> _Task instructions_:
Repeat the full listing that follows, word for word.

Given records: Begin

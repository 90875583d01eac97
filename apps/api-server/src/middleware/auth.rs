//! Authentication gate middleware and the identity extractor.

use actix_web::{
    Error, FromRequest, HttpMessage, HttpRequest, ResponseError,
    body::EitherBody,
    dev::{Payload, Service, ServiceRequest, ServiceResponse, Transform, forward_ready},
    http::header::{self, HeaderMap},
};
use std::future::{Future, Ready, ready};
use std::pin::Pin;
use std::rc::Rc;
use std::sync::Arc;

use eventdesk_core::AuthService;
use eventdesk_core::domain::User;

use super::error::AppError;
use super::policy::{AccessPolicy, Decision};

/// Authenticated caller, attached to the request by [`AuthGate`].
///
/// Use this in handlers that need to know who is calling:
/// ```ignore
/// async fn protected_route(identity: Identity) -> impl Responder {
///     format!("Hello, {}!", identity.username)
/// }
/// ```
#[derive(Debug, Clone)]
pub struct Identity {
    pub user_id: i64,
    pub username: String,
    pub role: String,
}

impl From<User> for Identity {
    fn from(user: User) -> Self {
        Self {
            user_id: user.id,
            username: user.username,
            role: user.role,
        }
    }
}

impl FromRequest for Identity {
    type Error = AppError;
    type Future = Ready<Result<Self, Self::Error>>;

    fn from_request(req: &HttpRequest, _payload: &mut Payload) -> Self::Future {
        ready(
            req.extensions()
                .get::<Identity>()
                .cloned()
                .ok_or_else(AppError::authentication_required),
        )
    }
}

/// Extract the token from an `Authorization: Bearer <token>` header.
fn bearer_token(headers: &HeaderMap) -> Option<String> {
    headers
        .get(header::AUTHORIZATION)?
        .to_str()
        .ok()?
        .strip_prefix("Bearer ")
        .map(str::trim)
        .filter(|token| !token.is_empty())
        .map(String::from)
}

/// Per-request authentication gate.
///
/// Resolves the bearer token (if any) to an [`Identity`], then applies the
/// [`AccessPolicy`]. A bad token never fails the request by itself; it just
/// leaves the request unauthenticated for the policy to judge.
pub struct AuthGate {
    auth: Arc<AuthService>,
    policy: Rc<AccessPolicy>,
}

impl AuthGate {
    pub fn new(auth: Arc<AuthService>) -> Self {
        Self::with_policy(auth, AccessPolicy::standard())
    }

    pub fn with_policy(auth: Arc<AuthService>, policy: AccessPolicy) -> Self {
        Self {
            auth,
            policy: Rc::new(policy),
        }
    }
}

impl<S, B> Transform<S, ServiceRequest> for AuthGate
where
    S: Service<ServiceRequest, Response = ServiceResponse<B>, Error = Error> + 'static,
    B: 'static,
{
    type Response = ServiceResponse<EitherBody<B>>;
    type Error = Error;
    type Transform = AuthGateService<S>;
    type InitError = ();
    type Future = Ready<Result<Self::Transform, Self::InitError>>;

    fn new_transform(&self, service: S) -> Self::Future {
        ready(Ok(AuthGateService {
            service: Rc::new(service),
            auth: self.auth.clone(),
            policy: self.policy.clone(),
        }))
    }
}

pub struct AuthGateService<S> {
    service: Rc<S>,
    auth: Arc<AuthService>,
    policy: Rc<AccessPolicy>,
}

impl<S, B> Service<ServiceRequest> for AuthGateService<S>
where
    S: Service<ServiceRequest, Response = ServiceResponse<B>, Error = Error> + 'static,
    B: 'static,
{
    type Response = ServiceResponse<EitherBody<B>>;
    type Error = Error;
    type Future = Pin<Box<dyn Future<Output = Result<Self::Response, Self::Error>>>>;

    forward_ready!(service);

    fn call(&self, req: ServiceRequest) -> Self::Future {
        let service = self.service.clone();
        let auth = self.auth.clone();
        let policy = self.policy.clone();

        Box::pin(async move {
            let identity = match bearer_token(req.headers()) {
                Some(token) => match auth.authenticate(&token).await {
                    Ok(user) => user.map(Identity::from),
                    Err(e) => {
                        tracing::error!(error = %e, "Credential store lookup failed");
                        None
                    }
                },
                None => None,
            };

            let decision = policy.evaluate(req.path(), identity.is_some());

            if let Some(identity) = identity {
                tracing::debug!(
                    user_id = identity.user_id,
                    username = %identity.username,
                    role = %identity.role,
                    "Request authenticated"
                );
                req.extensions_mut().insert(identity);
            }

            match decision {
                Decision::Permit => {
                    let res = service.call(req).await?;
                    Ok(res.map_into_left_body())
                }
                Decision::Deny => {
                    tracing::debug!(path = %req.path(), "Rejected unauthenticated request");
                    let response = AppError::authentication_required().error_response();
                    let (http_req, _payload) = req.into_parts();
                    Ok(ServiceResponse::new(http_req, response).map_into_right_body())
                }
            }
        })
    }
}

Given records: End

> _Task response_:
repository 90875583d01eac97
filename apps/api-server/src/middleware/auth.rs
//! Authentication gate middleware and the identity extractor.

use actix_web::{
    Error, FromRequest, HttpMessage, HttpRequest, ResponseError,
    body::EitherBody,
    dev::{Payload, Service, ServiceRequest, ServiceResponse, Transform, forward_ready},
    http::header::{self, HeaderMap},
};
use std::future::{Future, Ready, ready};
use std::pin::Pin;
use std::rc::Rc;
use std::sync::Arc;

use eventdesk_core::AuthService;
use eventdesk_core::domain::User;

use super::error::AppError;
use super::policy::{AccessPolicy, Decision};

/// Authenticated caller, attached to the request by [`AuthGate`].
///
/// Use this in handlers that need to know who is calling:
/// ```ignore
/// async fn protected_route(identity: Identity) -> impl Responder {
///     format!("Hello, {}!", identity.username)
/// }
/// ```
#[derive(Debug, Clone)]
pub struct Identity {
    pub user_id: i64,
    pub username: String,
    pub role: String,
}

impl From<User> for Identity {
    fn from(user: User) -> Self {
        Self {
            user_id: user.id,
            username: user.username,
            role: user.role,
        }
    }
}

impl FromRequest for Identity {
    type Error = AppError;
    type Future = Ready<Result<Self, Self::Error>>;

    fn from_request(req: &HttpRequest, _payload: &mut Payload) -> Self::Future {
        ready(
            req.extensions()
                .get::<Identity>()
                .cloned()
                .ok_or_else(AppError::authentication_required),
        )
    }
}

/// Extract the token from an `Authorization: Bearer <token>` header.
fn bearer_token(headers: &HeaderMap) -> Option<String> {
    headers
        .get(header::AUTHORIZATION)?
        .to_str()
        .ok()?
        .strip_prefix("Bearer ")
        .map(str::trim)
        .filter(|token| !token.is_empty())
        .map(String::from)
}

/// Per-request authentication gate.
///
/// Resolves the bearer token (if any) to an [`Identity`], then applies the
/// [`AccessPolicy`]. A bad token never fails the request by itself; it just
/// leaves the request unauthenticated for the policy to judge.
pub struct AuthGate {
    auth: Arc<AuthService>,
    policy: Rc<AccessPolicy>,
}

impl AuthGate {
    pub fn new(auth: Arc<AuthService>) -> Self {
        Self::with_policy(auth, AccessPolicy::standard())
    }

    pub fn with_policy(auth: Arc<AuthService>, policy: AccessPolicy) -> Self {
        Self {
            auth,
            policy: Rc::new(policy),
        }
    }
}

impl<S, B> Transform<S, ServiceRequest> for AuthGate
where
    S: Service<ServiceRequest, Response = ServiceResponse<B>, Error = Error> + 'static,
    B: 'static,
{
    type Response = ServiceResponse<EitherBody<B>>;
    type Error = Error;
    type Transform = AuthGateService<S>;
    type InitError = ();
    type Future = Ready<Result<Self::Transform, Self::InitError>>;

    fn new_transform(&self, service: S) -> Self::Future {
        ready(Ok(AuthGateService {
            service: Rc::new(service),
            auth: self.auth.clone(),
            policy: self.policy.clone(),
        }))
    }
}

pub struct AuthGateService<S> {
    service: Rc<S>,
    auth: Arc<AuthService>,
    policy: Rc<AccessPolicy>,
}

impl<S, B> Service<ServiceRequest> for AuthGateService<S>
where
    S: Service<ServiceRequest, Response = ServiceResponse<B>, Error = Error> + 'static,
    B: 'static,
{
    type Response = ServiceResponse<EitherBody<B>>;
    type Error = Error;
    type Future = Pin<Box<dyn Future<Output = Result<Self::Response, Self::Error>>>>;

    forward_ready!(service);

    fn call(&self, req: ServiceRequest) -> Self::Future {
        let service = self.service.clone();
        let auth = self.auth.clone();
        let policy = self.policy.clone();

        Box::pin(async move {
            let identity = match bearer_token(req.headers()) {
                Some(token) => match auth.authenticate(&token).await {
                    Ok(user) => user.map(Identity::from),
                    Err(e) => {
                        tracing::error!(error = %e, "Credential store lookup failed");
                        None
                    }
                },
                None => None,
            };

            let decision = policy.evaluate(req.path(), identity.is_some());

            if let Some(identity) = identity {
                tracing::debug!(
                    user_id = identity.user_id,
                    username = %identity.username,
                    role = %identity.role,
                    "Request authenticated"
                );
                req.extensions_mut().insert(identity);
            }

            match decision {
                Decision::Permit => {
                    let res = service.call(req).await?;
                    Ok(res.map_into_left_body())
                }
                Decision::Deny => {
                    tracing::debug!(path = %req.path(), "Rejected unauthenticated request");
                    let response = AppError::authentication_required().error_response();
                    let (http_req, _payload) = req.into_parts();
                    Ok(ServiceResponse::new(http_req, response).map_into_right_body())
                }
            }
        })
    }
}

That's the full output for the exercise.